Note:If your task is binary classification, the label must be set to either 0 or 1. All metric values would be calculated from the label 1 by default, such as precision, accurary and so on.
Table of Contents¶
1. Train-Test Data Preparation¶
After installing it, the first step is to run the Geochemistry Pi framework in your terminal application.
In this section, we take the built-in dataset as an example by running:
geochemistrypi data-mining
Alternatively, it is perfectly fine if you would like to use your own dataset like:
geochemistrypi data-mining --data your_own_data_set.xlsx
You can choose the appropriate option based on the program’s prompts and press the Enter key to select the default option (inside the parentheses).

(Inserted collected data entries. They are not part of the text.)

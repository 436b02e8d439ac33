use std::borrow::Cow;

use unicode_normalization::UnicodeNormalization;

use crate::cli::SourceEncoding;

pub(super) const FIELD_DELIMITER: char = '\t';
const QUOTE: char = '"';

/// Decodes one raw line. Strict UTF-8 yields `None` on invalid byte sequences;
/// Latin-1 maps every byte to the code point of the same value and cannot fail.
pub(super) fn decode_line(bytes: &[u8], encoding: SourceEncoding) -> Option<String> {
    match encoding {
        SourceEncoding::Utf8 => std::str::from_utf8(bytes).ok().map(str::to_owned),
        SourceEncoding::Latin1 => Some(bytes.iter().map(|&byte| char::from(byte)).collect()),
    }
}

/// Cleans every field of a decoded line and re-emits it with delimited-text quoting.
/// The output always splits back into the same number of fields as the input.
pub(super) fn sanitize_line(line: &str) -> String {
    split_fields(line)
        .iter()
        .map(|field| quote_field(&clean_text(field)).into_owned())
        .collect::<Vec<String>>()
        .join("\t")
}

/// Splits on tabs, honoring quoted fields. A field is quoted only when it opens
/// with a double quote and its closing quote sits directly before a tab or the end
/// of the line; inside it tabs are literal and `""` stands for one quote character.
/// Any other field is taken literally up to the next tab, so the field count always
/// matches the number of tabs outside quoted fields plus one.
pub(super) fn split_fields(line: &str) -> Vec<String> {
    let mut fields = Vec::new();
    let mut rest = line;

    loop {
        let (field, consumed) = match quoted_field(rest) {
            Some(quoted) => quoted,
            None => {
                let end = rest.find(FIELD_DELIMITER).unwrap_or(rest.len());
                (rest[..end].to_string(), end)
            }
        };
        fields.push(field);

        rest = &rest[consumed..];
        match rest.strip_prefix(FIELD_DELIMITER) {
            Some(next) => rest = next,
            None => return fields,
        }
    }
}

/// Returns the unescaped value of a well-formed quoted field at the start of
/// `input` and the number of bytes it spans, closing quote included.
fn quoted_field(input: &str) -> Option<(String, usize)> {
    let body = input.strip_prefix(QUOTE)?;
    let mut value = String::new();
    let mut chars = body.char_indices().peekable();

    while let Some((index, ch)) = chars.next() {
        if ch != QUOTE {
            value.push(ch);
            continue;
        }
        if let Some(&(_, QUOTE)) = chars.peek() {
            value.push(QUOTE);
            chars.next();
            continue;
        }

        let after = &body[index + 1..];
        if after.is_empty() || after.starts_with(FIELD_DELIMITER) {
            return Some((value, QUOTE.len_utf8() + index + 1));
        }
        return None;
    }

    None
}

pub(super) fn clean_text(input: &str) -> String {
    let unescaped = input
        .replace("&quot;", "\"")
        .replace("&#34;", "\"")
        .replace("&apos;", "'")
        .replace("&#39;", "'");

    let mut collapsed = String::with_capacity(unescaped.len());
    for ch in unescaped.chars() {
        if is_invisible(ch) || is_pictographic(ch) {
            continue;
        }
        if ch.is_control() && ch != '\t' && ch != '\n' {
            continue;
        }
        collapsed.push(canonical_quote(ch).unwrap_or(ch));
    }

    collapsed
        .nfkd()
        .filter(|ch| matches!(ch, '\t' | '\n' | ' '..='~'))
        .collect()
}

pub(super) fn quote_field(field: &str) -> Cow<'_, str> {
    if field.contains([QUOTE, ',', '\t', '\n']) {
        Cow::Owned(format!("\"{}\"", field.replace(QUOTE, "\"\"")))
    } else {
        Cow::Borrowed(field)
    }
}

fn canonical_quote(ch: char) -> Option<char> {
    match ch {
        '\u{201C}' | '\u{201D}' | '\u{201E}' | '\u{201F}' | '\u{2033}' | '\u{2036}'
        | '\u{00AB}' | '\u{00BB}' | '\u{301D}' | '\u{301E}' | '\u{FF02}' => Some('"'),
        '\u{2018}' | '\u{2019}' | '\u{201A}' | '\u{201B}' | '\u{2032}' | '\u{2035}'
        | '\u{2039}' | '\u{203A}' | '\u{FF07}' => Some('\''),
        _ => None,
    }
}

fn is_invisible(ch: char) -> bool {
    matches!(
        ch,
        '\u{00AD}'
            | '\u{200B}'..='\u{200F}'
            | '\u{202A}'..='\u{202E}'
            | '\u{2060}'..='\u{2064}'
            | '\u{FE00}'..='\u{FE0F}'
            | '\u{FEFF}'
    )
}

fn is_pictographic(ch: char) -> bool {
    matches!(
        ch,
        '\u{2600}'..='\u{27BF}' | '\u{2B00}'..='\u{2BFF}' | '\u{1F000}'..='\u{1FAFF}'
    )
}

Welcome to Geochemistry π!
Initializing...
No Training Data File Provided!
Built-in Data Loading.
No Application Data File Provided!
Built-in Application Data Loading.
✨ Press Ctrl + C to exit our software at any time.
✨ Input Template [Option1/Option2] (Default Value): Input Value
✨ Use Previous Experiment [y/n] (n):
✨ New Experiment (GeoPi - Rock Classification):
'GeoPi - Rock Classification' is activated.

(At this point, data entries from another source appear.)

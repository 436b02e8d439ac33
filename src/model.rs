use clap::ValueEnum;
use serde::{Deserialize, Serialize};

#[derive(Copy, Clone, Debug, Eq, PartialEq, Hash, ValueEnum, Serialize, Deserialize)]
#[serde(rename_all = "lowercase")]
pub enum Difficulty {
    Easy,
    Medium,
    Hard,
}

impl Difficulty {
    pub fn as_str(self) -> &'static str {
        match self {
            Self::Easy => "easy",
            Self::Medium => "medium",
            Self::Hard => "hard",
        }
    }

    pub fn from_db(value: &str) -> Option<Self> {
        match value {
            "easy" => Some(Self::Easy),
            "medium" => Some(Self::Medium),
            "hard" => Some(Self::Hard),
            _ => None,
        }
    }
}

/// Event lifecycle. Transitions only move forward: draft, active, completed.
#[derive(Copy, Clone, Debug, Eq, PartialEq, ValueEnum, Serialize, Deserialize)]
#[serde(rename_all = "lowercase")]
pub enum EventStatus {
    Draft,
    Active,
    Completed,
}

impl EventStatus {
    pub fn as_str(self) -> &'static str {
        match self {
            Self::Draft => "draft",
            Self::Active => "active",
            Self::Completed => "completed",
        }
    }

    pub fn from_db(value: &str) -> Option<Self> {
        match value {
            "draft" => Some(Self::Draft),
            "active" => Some(Self::Active),
            "completed" => Some(Self::Completed),
            _ => None,
        }
    }

    pub fn can_transition_to(self, next: Self) -> bool {
        matches!(
            (self, next),
            (Self::Draft, Self::Active) | (Self::Active, Self::Completed)
        ) || self == next
    }
}

#[derive(Copy, Clone, Debug, Eq, PartialEq, ValueEnum, Serialize, Deserialize)]
#[serde(rename_all = "lowercase")]
pub enum QuestionStatus {
    Active,
    Flagged,
    Deleted,
}

impl QuestionStatus {
    pub fn as_str(self) -> &'static str {
        match self {
            Self::Active => "active",
            Self::Flagged => "flagged",
            Self::Deleted => "deleted",
        }
    }
}

/// The columns of a `staging_records` row that normalization consumes.
#[derive(Debug, Clone, Default, PartialEq)]
pub struct StagingRecord {
    pub id: i64,
    pub round: Option<i16>,
    pub clue_value: Option<i16>,
    pub category: Option<String>,
    pub comments: Option<String>,
    pub answer: Option<String>,
    pub question: Option<String>,
    pub air_date: Option<String>,
    pub notes: Option<String>,
}

#[derive(Debug, Clone, Serialize)]
pub struct RunPaths {
    pub cache_root: String,
    pub manifest_dir: String,
    pub db_path: String,
}

#[derive(Debug, Clone, Serialize)]
pub struct ImportFileEntry {
    pub path: String,
    pub sha256: Option<String>,
    pub status: String,
    pub lines_read: usize,
    pub rows_staged: usize,
    pub encoding_skipped: usize,
    pub error: Option<String>,
}

#[derive(Debug, Clone, Default, Serialize)]
pub struct ImportTotals {
    pub files_loaded: usize,
    pub files_aborted: usize,
    pub rows_staged: usize,
    pub encoding_skipped: usize,
}

#[derive(Debug, Clone, Serialize)]
pub struct ImportRunManifest {
    pub manifest_version: u32,
    pub run_id: String,
    pub db_schema_version: String,
    pub status: String,
    pub started_at: String,
    pub updated_at: String,
    pub scope: String,
    pub source_encoding: String,
    pub paths: RunPaths,
    pub files: Vec<ImportFileEntry>,
    pub totals: ImportTotals,
}

#[derive(Debug, Clone, Default, Serialize)]
pub struct TransformCounts {
    pub staged_records: usize,
    pub categories_inserted: usize,
    pub questions_inserted: usize,
    pub skipped_missing_text: usize,
    pub skipped_unresolved_category: usize,
    pub easy: usize,
    pub medium: usize,
    pub hard: usize,
    pub null_air_dates: usize,
    pub staging_rows_discarded: usize,
}

#[derive(Debug, Clone, Serialize)]
pub struct TransformRunManifest {
    pub manifest_version: u32,
    pub run_id: String,
    pub db_schema_version: String,
    pub status: String,
    pub started_at: String,
    pub updated_at: String,
    pub scope: String,
    pub paths: RunPaths,
    pub counts: TransformCounts,
}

✨ Run Name (XGBoost Algorithm - Test 1):
(Press Enter key to move forward.)
After pressing the Enter key, the program propts the following options to let you **choose the Built-in Training Data**:
-*-*- Built-in Training Data Option-*-*-
1 - Data For Regression
2 - Data For Classification
3 - Data For Clustering
4 - Data For Dimensional Reduction
(User) ➜ @Number: 2
Here, we choose *2 - Data For Classification* and press the Enter key to move forward.

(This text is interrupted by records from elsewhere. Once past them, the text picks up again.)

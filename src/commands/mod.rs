pub mod compose;
pub mod import;
pub mod status;
pub mod transform;
pub mod validate;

Now, you should see the output below on your screen:
Successfully loading the built-in training data set
'Data_Classification.xlsx'.
--------------------
Index - Column Name
1 - CITATION
2 - SAMPLE NAME
3 - Label
4 - Notes
5 - LATITUDE
6 - LONGITUDE
7 - Unnamed: 6
8 - SIO2(WT%)
9 - TIO2(WT%)
10 - AL2O3(WT%)
11 - CR2O3(WT%)
12 - FEOT(WT%)
13 - CAO(WT%)
14 - MGO(WT%)
15 - MNO(WT%)
16 - NA2O(WT%)
--------------------
(Press Enter key to move forward.)
We hit Enter key to keep moving.
Then, we choose *2 - Data For Classification* as our **Built-in Application Data**:
-*-*- Built-in Application Data Option-*-*-
1 - Data For Regression
2 - Data For Classification
3 - Data For Clustering
4 - Data For Dimensional Reduction
(User) ➜ @Number: 2
After this, the program will display a list for Column Name:
Successfully loading the built-in inference data set
'InferenceData_Classification.xlsx'.
--------------------
Index - Column Name
1 - CITATION
2 - SAMPLE NAME
3 - Label
4 - Notes
5 - LATITUDE
6 - LONGITUDE
7 - Unnamed: 6
8 - SIO2(WT%)
9 - TIO2(WT%)
10 - AL2O3(WT%)
11 - CR2O3(WT%)
12 - FEOT(WT%)
13 - CAO(WT%)
14 - MGO(WT%)
15 - MNO(WT%)
16 - NA2O(WT%)
17 - Unnamed: 16
18 - SC(PPM)
19 - TI(PPM)
20 - V(PPM)
21 - CR(PPM)
22 - NI(PPM)
23 - RB(PPM)
24 - SR(PPM)
25 - Y(PPM)
26 - ZR(PPM)
27 - NB(PPM)
28 - BA(PPM)
29 - LA(PPM)
30 - CE(PPM)
31 - PR(PPM)
32 - ND(PPM)
33 - SM(PPM)
34 - EU(PPM)
35 - GD(PPM)
36 - TB(PPM)
37 - DY(PPM)
38 - HO(PPM)
39 - ER(PPM)
40 - TM(PPM)
41 - YB(PPM)
42 - LU(PPM)
43 - HF(PPM)
44 - TA(PPM)
45 - PB(PPM)
46 - TH(PPM)
47 - U(PPM)
--------------------
(Press Enter key to move forward.)
After pressing the Enter key, you can choose whether you need a world map projection for a specific element option:
-*-*- World Map Projection -*-*-
World Map Projection for A Specific Element Option:
1 - Yes
2 - No
(Plot) ➜ @Number:
More information of the map projection can be found in the section of World Map Projection. In this tutorial, we skip it by typing 2 and pressing the Enter key.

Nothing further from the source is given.